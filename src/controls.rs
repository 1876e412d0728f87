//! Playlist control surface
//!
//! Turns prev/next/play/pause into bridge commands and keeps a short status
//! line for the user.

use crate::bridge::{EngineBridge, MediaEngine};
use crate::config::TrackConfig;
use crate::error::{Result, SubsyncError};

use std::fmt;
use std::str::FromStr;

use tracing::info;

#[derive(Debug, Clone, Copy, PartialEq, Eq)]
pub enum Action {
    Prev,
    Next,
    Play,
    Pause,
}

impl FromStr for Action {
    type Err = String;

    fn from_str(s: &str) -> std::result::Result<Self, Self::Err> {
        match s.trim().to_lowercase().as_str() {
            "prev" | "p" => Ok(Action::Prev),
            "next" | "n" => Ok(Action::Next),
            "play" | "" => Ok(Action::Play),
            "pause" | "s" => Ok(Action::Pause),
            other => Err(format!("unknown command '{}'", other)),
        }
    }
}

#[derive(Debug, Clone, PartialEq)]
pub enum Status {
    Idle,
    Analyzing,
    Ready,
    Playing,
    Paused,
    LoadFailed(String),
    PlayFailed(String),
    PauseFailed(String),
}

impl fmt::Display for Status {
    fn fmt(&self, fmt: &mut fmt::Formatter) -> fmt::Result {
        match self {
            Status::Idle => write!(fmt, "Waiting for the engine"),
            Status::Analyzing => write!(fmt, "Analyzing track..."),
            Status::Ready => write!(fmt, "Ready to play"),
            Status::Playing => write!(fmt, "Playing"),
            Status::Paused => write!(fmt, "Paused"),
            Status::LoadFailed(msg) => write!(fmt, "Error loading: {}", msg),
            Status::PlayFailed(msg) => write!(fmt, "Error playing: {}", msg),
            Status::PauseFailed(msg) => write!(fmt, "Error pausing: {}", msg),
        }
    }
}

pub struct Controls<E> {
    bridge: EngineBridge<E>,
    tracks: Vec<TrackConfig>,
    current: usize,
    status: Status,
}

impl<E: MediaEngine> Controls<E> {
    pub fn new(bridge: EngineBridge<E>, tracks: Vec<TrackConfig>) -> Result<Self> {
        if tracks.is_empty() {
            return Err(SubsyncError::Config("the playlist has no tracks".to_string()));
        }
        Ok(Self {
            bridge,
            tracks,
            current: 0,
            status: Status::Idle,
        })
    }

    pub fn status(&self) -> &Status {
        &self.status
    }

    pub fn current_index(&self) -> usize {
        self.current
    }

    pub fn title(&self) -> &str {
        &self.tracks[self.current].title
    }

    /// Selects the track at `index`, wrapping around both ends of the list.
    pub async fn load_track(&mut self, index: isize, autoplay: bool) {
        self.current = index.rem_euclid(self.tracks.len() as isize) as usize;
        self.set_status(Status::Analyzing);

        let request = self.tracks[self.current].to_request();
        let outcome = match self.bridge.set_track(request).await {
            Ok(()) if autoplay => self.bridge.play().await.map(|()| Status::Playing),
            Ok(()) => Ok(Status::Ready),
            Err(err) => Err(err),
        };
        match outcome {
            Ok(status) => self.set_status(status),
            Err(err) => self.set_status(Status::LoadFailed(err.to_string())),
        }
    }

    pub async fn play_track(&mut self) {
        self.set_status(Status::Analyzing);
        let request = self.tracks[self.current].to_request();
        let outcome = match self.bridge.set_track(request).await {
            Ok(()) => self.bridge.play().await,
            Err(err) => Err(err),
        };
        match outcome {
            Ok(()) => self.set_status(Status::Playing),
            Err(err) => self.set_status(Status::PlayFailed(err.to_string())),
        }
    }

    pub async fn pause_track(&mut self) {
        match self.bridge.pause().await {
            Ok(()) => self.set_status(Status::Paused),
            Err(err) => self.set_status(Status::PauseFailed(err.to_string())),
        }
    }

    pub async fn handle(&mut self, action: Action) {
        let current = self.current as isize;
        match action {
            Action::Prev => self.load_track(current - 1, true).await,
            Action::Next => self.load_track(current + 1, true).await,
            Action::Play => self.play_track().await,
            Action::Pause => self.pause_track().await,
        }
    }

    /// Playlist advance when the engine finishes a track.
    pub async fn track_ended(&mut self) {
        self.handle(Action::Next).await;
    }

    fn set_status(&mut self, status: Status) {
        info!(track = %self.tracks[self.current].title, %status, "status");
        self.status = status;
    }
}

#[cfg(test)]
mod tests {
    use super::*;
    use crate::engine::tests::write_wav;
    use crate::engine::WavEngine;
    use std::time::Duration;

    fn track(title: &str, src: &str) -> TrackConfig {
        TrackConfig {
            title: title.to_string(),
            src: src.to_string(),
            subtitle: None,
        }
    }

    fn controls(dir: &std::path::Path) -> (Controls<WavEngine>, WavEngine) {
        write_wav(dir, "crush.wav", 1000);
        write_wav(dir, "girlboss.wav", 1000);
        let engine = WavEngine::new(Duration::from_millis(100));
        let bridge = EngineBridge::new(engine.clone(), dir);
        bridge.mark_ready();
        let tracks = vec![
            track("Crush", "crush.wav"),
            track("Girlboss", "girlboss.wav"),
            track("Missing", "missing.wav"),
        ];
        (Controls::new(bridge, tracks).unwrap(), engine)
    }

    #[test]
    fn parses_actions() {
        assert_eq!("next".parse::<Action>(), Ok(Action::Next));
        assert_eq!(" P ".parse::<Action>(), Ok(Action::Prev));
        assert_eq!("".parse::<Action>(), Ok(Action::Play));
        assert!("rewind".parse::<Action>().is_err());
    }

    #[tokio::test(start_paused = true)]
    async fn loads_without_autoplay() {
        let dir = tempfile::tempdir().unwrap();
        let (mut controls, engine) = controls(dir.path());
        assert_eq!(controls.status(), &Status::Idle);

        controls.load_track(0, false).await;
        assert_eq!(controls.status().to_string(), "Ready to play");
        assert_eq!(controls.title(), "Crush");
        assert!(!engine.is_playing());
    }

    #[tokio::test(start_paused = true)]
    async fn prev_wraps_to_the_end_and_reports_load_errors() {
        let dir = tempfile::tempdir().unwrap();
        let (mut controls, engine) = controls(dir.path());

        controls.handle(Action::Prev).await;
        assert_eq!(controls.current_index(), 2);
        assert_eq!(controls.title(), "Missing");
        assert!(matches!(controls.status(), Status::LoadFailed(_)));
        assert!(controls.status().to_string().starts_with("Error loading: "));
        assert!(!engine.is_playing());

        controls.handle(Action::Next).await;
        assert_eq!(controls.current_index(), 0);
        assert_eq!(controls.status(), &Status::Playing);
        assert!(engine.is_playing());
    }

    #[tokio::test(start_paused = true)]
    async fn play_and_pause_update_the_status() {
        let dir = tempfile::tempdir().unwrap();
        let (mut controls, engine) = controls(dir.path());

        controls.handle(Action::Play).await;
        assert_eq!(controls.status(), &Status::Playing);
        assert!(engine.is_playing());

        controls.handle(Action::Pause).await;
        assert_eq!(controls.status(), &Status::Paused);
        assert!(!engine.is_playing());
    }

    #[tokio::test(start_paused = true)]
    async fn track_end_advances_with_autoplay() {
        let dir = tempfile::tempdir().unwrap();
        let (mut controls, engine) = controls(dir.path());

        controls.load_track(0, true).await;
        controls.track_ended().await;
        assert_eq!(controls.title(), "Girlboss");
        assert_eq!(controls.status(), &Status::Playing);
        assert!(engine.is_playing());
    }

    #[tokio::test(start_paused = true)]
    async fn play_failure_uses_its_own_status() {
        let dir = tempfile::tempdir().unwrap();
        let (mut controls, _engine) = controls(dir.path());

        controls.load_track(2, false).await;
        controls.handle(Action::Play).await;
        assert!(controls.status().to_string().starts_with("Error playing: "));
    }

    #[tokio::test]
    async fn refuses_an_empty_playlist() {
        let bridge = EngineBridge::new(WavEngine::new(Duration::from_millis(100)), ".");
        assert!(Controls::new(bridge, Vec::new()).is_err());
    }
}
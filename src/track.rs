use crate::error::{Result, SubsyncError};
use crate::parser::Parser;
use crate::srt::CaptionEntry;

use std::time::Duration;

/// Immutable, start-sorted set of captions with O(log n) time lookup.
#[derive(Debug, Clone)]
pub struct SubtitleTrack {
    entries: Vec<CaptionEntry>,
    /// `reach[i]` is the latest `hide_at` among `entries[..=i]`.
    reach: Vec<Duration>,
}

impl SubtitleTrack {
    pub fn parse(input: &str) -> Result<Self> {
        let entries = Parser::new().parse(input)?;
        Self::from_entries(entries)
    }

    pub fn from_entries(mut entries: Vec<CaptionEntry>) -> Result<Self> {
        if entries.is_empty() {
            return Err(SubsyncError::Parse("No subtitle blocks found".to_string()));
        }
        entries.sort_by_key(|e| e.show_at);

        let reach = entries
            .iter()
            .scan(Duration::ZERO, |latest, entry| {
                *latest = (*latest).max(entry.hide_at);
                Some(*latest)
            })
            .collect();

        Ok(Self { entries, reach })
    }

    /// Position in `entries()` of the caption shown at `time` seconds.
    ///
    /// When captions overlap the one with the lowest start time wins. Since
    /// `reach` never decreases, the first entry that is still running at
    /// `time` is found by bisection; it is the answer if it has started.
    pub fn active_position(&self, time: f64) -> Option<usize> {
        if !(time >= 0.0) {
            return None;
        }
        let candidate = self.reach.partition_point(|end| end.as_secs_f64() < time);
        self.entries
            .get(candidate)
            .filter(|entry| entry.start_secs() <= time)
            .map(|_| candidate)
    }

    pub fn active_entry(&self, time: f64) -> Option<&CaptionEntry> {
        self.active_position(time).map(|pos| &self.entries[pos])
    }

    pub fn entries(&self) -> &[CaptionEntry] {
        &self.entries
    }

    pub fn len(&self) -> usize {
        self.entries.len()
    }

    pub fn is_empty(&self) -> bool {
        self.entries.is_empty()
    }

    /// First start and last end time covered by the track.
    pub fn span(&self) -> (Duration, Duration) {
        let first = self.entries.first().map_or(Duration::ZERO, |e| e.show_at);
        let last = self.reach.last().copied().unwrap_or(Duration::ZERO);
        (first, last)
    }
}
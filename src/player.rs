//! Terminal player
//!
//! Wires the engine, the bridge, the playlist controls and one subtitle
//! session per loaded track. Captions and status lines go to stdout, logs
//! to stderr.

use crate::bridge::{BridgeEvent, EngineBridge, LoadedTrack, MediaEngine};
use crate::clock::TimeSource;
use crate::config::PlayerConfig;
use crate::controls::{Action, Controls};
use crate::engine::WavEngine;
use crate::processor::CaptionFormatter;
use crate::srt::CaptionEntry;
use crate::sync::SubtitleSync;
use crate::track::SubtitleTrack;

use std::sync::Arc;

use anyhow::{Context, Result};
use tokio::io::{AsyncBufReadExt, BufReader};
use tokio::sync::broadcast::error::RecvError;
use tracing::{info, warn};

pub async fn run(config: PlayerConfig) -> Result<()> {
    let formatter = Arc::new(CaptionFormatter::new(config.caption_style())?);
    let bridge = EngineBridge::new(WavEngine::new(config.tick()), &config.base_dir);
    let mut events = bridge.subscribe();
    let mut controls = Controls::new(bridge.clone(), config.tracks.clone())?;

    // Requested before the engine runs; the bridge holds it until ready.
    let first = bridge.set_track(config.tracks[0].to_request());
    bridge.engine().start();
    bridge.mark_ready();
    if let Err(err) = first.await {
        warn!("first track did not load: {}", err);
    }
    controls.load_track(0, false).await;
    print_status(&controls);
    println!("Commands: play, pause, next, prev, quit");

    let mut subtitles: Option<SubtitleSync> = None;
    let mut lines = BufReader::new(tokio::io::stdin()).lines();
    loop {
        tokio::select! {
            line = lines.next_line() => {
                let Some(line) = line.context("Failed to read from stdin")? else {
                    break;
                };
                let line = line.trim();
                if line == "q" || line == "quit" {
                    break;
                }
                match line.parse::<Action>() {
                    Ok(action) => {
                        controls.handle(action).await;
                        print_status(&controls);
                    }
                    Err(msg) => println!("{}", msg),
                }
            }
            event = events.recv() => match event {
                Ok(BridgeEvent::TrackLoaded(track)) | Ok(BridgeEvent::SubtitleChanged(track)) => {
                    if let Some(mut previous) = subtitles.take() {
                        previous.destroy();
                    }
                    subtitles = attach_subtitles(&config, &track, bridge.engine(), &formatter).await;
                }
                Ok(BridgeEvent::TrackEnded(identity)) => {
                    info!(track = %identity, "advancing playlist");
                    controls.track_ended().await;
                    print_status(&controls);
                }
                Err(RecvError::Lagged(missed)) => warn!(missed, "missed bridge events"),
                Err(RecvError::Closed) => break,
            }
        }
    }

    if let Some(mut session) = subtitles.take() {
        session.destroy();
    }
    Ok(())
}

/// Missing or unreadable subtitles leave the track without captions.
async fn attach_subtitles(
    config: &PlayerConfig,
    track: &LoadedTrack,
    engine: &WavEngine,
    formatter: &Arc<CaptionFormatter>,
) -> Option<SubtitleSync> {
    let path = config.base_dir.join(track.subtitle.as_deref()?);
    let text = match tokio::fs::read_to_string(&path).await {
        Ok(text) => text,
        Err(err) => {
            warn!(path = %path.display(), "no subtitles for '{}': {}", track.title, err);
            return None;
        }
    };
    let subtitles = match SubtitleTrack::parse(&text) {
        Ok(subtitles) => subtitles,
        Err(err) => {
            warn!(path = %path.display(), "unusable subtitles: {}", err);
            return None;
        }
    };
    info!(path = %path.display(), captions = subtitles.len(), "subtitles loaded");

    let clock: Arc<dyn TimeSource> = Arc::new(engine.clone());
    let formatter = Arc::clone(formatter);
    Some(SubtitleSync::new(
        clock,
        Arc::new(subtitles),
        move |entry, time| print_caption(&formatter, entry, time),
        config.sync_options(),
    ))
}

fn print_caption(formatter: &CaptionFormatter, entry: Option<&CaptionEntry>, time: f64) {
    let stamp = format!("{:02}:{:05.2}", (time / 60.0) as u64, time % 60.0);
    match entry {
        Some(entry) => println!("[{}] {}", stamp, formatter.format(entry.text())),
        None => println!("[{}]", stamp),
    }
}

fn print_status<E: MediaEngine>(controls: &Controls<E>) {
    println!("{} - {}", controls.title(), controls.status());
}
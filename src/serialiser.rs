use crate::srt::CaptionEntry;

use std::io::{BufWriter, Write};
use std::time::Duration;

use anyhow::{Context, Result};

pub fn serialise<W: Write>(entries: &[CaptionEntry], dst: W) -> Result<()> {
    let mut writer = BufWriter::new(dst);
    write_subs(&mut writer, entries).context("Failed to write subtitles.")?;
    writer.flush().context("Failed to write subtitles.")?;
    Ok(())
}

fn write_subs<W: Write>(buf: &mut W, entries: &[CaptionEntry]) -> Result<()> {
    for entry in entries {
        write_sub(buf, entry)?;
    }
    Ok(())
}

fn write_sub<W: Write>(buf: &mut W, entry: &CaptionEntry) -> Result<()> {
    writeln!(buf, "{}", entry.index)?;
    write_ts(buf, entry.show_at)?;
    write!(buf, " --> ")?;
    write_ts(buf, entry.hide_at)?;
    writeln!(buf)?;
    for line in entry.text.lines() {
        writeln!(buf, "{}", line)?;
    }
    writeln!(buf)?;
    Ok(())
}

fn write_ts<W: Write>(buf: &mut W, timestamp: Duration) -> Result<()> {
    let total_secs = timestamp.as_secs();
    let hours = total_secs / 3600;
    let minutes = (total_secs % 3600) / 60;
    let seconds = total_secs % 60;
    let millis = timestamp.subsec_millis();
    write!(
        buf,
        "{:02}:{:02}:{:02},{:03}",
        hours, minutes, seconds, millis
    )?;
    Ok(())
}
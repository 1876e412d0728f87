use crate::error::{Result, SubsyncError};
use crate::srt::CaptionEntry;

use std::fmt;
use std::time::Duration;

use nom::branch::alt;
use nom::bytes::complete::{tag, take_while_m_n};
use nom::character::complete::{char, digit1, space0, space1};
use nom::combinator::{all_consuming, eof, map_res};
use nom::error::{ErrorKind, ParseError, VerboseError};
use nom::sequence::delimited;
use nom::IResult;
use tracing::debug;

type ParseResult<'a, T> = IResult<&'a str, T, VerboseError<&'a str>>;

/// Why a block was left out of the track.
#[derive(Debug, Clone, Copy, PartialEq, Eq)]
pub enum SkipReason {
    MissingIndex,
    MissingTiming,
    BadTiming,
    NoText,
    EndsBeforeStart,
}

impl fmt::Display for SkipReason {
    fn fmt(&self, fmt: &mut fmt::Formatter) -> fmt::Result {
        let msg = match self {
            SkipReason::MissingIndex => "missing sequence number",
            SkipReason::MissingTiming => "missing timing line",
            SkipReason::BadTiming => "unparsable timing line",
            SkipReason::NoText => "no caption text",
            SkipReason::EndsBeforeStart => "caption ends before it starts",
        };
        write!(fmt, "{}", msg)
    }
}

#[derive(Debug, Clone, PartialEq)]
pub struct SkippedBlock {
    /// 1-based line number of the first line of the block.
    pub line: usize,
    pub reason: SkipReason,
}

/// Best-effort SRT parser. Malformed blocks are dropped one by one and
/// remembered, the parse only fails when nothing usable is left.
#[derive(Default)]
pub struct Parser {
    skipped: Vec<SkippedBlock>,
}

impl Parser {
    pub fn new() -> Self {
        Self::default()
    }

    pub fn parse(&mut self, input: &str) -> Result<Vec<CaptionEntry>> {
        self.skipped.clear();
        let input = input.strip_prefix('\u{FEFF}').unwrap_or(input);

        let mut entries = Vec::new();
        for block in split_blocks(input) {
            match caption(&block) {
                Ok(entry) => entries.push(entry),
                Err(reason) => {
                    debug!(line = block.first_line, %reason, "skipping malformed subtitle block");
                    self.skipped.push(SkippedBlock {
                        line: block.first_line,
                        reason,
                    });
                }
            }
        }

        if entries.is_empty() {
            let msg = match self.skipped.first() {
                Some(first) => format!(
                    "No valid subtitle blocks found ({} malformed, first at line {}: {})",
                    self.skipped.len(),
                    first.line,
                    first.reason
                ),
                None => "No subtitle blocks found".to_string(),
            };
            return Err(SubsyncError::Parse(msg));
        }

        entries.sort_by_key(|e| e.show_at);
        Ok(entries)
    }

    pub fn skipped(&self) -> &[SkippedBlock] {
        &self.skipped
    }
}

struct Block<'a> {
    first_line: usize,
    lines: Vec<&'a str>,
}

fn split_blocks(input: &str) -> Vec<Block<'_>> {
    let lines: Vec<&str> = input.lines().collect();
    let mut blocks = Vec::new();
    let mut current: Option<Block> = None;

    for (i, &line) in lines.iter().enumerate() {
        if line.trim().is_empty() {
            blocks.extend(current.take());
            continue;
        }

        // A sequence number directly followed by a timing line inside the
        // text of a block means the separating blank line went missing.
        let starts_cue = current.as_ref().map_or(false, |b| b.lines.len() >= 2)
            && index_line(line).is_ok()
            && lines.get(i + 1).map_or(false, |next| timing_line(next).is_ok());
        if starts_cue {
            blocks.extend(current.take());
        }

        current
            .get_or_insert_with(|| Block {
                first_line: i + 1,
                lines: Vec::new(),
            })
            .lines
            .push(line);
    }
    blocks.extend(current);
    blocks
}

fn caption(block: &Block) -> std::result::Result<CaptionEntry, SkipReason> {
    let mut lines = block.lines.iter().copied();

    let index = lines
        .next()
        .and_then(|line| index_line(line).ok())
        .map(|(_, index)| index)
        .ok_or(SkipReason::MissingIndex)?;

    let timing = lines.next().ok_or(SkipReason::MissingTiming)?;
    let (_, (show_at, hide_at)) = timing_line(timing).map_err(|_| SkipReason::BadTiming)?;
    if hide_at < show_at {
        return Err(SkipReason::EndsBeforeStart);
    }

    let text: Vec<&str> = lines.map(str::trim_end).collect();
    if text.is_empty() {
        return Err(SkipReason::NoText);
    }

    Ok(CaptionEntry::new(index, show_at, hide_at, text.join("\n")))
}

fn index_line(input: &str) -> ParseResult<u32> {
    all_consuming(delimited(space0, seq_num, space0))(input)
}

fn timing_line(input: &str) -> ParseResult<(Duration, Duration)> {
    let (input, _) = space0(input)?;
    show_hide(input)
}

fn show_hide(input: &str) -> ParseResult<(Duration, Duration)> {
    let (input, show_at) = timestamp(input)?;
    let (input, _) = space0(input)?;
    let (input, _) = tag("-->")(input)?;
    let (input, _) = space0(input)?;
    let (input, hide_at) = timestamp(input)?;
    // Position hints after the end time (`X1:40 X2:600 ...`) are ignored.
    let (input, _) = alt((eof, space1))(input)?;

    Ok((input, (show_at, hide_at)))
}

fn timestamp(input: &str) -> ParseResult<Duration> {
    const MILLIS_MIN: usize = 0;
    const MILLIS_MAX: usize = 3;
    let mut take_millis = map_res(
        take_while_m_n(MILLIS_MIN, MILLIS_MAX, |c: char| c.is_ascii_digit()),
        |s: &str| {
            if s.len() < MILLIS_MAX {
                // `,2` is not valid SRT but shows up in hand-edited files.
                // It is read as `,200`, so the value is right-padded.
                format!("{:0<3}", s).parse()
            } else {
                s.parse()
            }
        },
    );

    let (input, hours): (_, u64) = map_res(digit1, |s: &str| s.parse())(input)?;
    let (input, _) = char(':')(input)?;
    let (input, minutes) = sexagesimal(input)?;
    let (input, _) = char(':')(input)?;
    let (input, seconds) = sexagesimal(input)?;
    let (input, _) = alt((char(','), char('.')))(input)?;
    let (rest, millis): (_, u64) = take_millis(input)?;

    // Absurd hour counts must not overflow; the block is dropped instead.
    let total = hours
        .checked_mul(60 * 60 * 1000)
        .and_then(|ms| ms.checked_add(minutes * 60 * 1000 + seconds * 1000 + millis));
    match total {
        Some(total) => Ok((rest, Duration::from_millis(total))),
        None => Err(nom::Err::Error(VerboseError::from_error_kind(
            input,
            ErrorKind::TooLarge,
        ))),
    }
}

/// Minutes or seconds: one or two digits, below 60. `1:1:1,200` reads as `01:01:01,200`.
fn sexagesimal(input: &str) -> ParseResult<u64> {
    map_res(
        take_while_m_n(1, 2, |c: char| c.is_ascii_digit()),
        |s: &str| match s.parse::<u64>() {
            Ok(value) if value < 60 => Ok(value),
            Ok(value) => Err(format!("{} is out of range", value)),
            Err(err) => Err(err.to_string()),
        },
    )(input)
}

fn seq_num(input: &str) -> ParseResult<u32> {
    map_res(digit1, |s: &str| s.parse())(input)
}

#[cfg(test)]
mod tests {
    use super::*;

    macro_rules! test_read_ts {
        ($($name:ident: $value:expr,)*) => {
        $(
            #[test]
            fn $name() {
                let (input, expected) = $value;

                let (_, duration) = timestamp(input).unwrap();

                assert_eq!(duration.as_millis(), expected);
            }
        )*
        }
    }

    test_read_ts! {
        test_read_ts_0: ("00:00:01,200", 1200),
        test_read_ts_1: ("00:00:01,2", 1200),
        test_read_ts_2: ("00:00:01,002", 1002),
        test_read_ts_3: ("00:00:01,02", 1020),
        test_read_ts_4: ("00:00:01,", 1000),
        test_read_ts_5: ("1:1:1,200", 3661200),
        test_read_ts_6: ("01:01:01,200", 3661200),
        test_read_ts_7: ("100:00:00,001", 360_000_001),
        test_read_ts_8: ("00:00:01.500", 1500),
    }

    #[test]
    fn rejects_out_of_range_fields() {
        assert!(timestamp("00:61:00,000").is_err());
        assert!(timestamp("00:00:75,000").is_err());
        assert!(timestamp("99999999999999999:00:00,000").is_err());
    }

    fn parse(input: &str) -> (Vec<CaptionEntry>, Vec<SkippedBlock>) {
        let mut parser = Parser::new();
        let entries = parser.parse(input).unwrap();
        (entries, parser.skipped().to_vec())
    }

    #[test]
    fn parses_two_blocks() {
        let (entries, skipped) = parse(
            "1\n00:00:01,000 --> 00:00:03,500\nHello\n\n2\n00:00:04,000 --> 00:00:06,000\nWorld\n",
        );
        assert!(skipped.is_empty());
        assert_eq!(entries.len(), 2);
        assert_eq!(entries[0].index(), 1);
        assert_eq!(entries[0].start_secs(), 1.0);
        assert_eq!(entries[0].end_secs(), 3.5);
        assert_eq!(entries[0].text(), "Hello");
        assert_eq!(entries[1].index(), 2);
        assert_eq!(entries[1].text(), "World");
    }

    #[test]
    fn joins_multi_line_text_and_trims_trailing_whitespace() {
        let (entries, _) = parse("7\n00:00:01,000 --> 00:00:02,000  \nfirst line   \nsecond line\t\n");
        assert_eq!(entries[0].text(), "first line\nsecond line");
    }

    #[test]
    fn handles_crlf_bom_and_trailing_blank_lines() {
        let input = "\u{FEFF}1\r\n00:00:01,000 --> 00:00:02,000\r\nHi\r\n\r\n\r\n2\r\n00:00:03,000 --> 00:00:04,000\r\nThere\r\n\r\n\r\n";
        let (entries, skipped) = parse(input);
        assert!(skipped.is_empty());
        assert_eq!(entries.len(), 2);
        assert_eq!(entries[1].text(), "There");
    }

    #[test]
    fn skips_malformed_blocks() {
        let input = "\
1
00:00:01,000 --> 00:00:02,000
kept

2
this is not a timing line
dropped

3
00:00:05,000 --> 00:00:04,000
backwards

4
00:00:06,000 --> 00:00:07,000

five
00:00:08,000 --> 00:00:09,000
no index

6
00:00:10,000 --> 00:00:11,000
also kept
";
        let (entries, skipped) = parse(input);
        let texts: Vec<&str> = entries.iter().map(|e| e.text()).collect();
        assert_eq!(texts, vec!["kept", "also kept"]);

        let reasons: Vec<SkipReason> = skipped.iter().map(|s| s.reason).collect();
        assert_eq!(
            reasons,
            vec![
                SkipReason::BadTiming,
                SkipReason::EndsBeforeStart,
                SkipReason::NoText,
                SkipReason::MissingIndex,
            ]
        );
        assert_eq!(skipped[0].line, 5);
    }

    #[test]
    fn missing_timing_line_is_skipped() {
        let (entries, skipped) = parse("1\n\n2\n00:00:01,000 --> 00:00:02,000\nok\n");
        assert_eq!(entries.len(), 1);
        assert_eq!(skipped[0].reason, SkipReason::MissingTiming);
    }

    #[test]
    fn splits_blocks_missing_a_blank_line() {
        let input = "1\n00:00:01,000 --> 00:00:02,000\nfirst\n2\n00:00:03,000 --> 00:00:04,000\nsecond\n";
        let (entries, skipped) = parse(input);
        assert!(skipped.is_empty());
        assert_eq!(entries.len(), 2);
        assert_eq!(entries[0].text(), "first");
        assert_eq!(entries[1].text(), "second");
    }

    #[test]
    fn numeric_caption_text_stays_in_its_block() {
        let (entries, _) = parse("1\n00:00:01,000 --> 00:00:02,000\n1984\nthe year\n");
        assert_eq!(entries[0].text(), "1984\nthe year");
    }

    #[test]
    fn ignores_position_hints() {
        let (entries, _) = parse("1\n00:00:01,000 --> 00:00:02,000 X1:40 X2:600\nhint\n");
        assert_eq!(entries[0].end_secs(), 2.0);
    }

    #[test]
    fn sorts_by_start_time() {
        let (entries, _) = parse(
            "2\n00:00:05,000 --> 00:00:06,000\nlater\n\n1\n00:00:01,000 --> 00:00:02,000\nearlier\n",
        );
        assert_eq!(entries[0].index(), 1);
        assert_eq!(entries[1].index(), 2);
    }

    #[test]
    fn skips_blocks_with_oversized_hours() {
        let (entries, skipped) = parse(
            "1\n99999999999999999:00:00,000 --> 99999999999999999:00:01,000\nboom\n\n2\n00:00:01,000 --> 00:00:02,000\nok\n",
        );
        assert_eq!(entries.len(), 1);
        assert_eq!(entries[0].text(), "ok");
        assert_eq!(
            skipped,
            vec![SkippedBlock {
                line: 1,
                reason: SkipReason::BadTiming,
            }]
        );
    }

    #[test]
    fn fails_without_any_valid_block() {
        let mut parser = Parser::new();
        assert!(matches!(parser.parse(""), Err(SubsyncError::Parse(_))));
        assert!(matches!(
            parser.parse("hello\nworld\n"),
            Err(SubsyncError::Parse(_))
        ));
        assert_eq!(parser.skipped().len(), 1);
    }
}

# # # #

Your objective:
Filter the listing above by the word "impl"; copy each line that passes.

Solution to the exercise:
impl FromStr for Action {
impl fmt::Display for Status {
impl<E: MediaEngine> Controls<E> {
impl SubtitleTrack {
impl fmt::Display for SkipReason {
impl Parser {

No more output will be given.